Daniel PP Cabral
Daniel PP Cabral

Reputation: 1624

Roslyn : How to get unresolved types

I am using Roslyn's September 2012 CTP.

What is the most elegant way to get unresolved types in a c# code document? Eg. Type Guid requires the System namespace. Currently I have something like this:

            var semanticModel = (SemanticModel)document.GetSemanticModel();
            var tree = (SyntaxTree)document.GetSyntaxTree();

            //get unresolved types
            var unresolvedTypes = tree.GetRoot().DescendantNodes().OfType<IdentifierNameSyntax>()
                .Where(x => semanticModel.GetSymbolInfo(x).Symbol == null);

Is it correct to use IdentifierNameSyntax and GetSymbolInfo?

Also what is the difference between GetSymbolInfo and GetTypeInfo, they both look very similar to me.

Upvotes: 5

Views: 1680

Answers (1)

Kevin Pilch
Kevin Pilch

Reputation: 11615

There are several questions here.

Q: Is it correct to use IdentifierNameSyntax?
A: You probably want to use SimpleNameSyntax to handle resolving generic types. Also, you may not want to look at ALL SimpleNameSyntax elements. You will get false positives for things that are not actually in a type context (for example, imagine some code like var x = Console();

Q: Is it correct to use GetSymbolInfo and check for null?
A: Yes, this is the right thing to check here.

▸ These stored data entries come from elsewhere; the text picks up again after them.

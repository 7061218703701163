// MIT LICENSE
//
// Copyright (c) 2021 Dash Core Group
//
// Permission is hereby granted, free of charge, to any
// person obtaining a copy of this software and associated
// documentation files (the "Software"), to deal in the
// Software without restriction, including without
// limitation the rights to use, copy, modify, merge,
// publish, distribute, sublicense, and/or sell copies of
// the Software, and to permit persons to whom the Software
// is furnished to do so, subject to the following
// conditions:
//
// The above copyright notice and this permission notice
// shall be included in all copies or substantial portions
// of the Software.
//
// THE SOFTWARE IS PROVIDED "AS IS", WITHOUT WARRANTY OF
// ANY KIND, EXPRESS OR IMPLIED, INCLUDING BUT NOT LIMITED
// TO THE WARRANTIES OF MERCHANTABILITY, FITNESS FOR A
// PARTICULAR PURPOSE AND NONINFRINGEMENT. IN NO EVENT
// SHALL THE AUTHORS OR COPYRIGHT HOLDERS BE LIABLE FOR ANY
// CLAIM, DAMAGES OR OTHER LIABILITY, WHETHER IN AN ACTION
// OF CONTRACT, TORT OR OTHERWISE, ARISING FROM, OUT OF OR
// IN CONNECTION WITH THE SOFTWARE OR THE USE OR OTHER
// DEALINGS IN THE SOFTWARE.

//! RocksDB storage backend

mod storage;
pub mod test_utils;

pub use rocksdb::Error as RocksDBError;
use rocksdb::ColumnFamilyDescriptor;

pub use self::storage::RocksDbStorage;

pub(crate) const AUX_CF_NAME: &str = "aux";
pub(crate) const META_CF_NAME: &str = "meta";

/// Options every rollupdb database is opened with.
pub fn default_db_opts() -> rocksdb::Options {
    let mut opts = rocksdb::Options::default();
    opts.create_if_missing(true);
    opts.increase_parallelism(num_cpus::get() as i32);
    opts.set_allow_mmap_writes(true);
    opts.set_allow_mmap_reads(true);
    opts.create_missing_column_families(true);
    opts.set_atomic_flush(true);
    opts
}

/// Column families besides the default one, which holds the main key space.
pub fn column_families() -> Vec<ColumnFamilyDescriptor> {
    vec![
        ColumnFamilyDescriptor::new(AUX_CF_NAME, default_db_opts()),
        ColumnFamilyDescriptor::new(META_CF_NAME, default_db_opts()),
    ]
}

Q: What is the difference between GetSymbolInfo and GetTypeInfo?
A: For a syntax that represents a type name, there is no difference. However, for arbitrary expressions GetSymbolInfo represents the specific symbol of the expression (for example, method call, indexer access, array access, overloaded operator, etc), and GetTypeInfo represents the resulting type (so that you would know what type to generate if you were adding a declaration for the expression). Take for example the InvocationExpressionSyntax for "myString.GetHashCode()". GetSymbolInfo would return the method symbol for GetHashCode(), while GetTypeInfo would return System.Int32.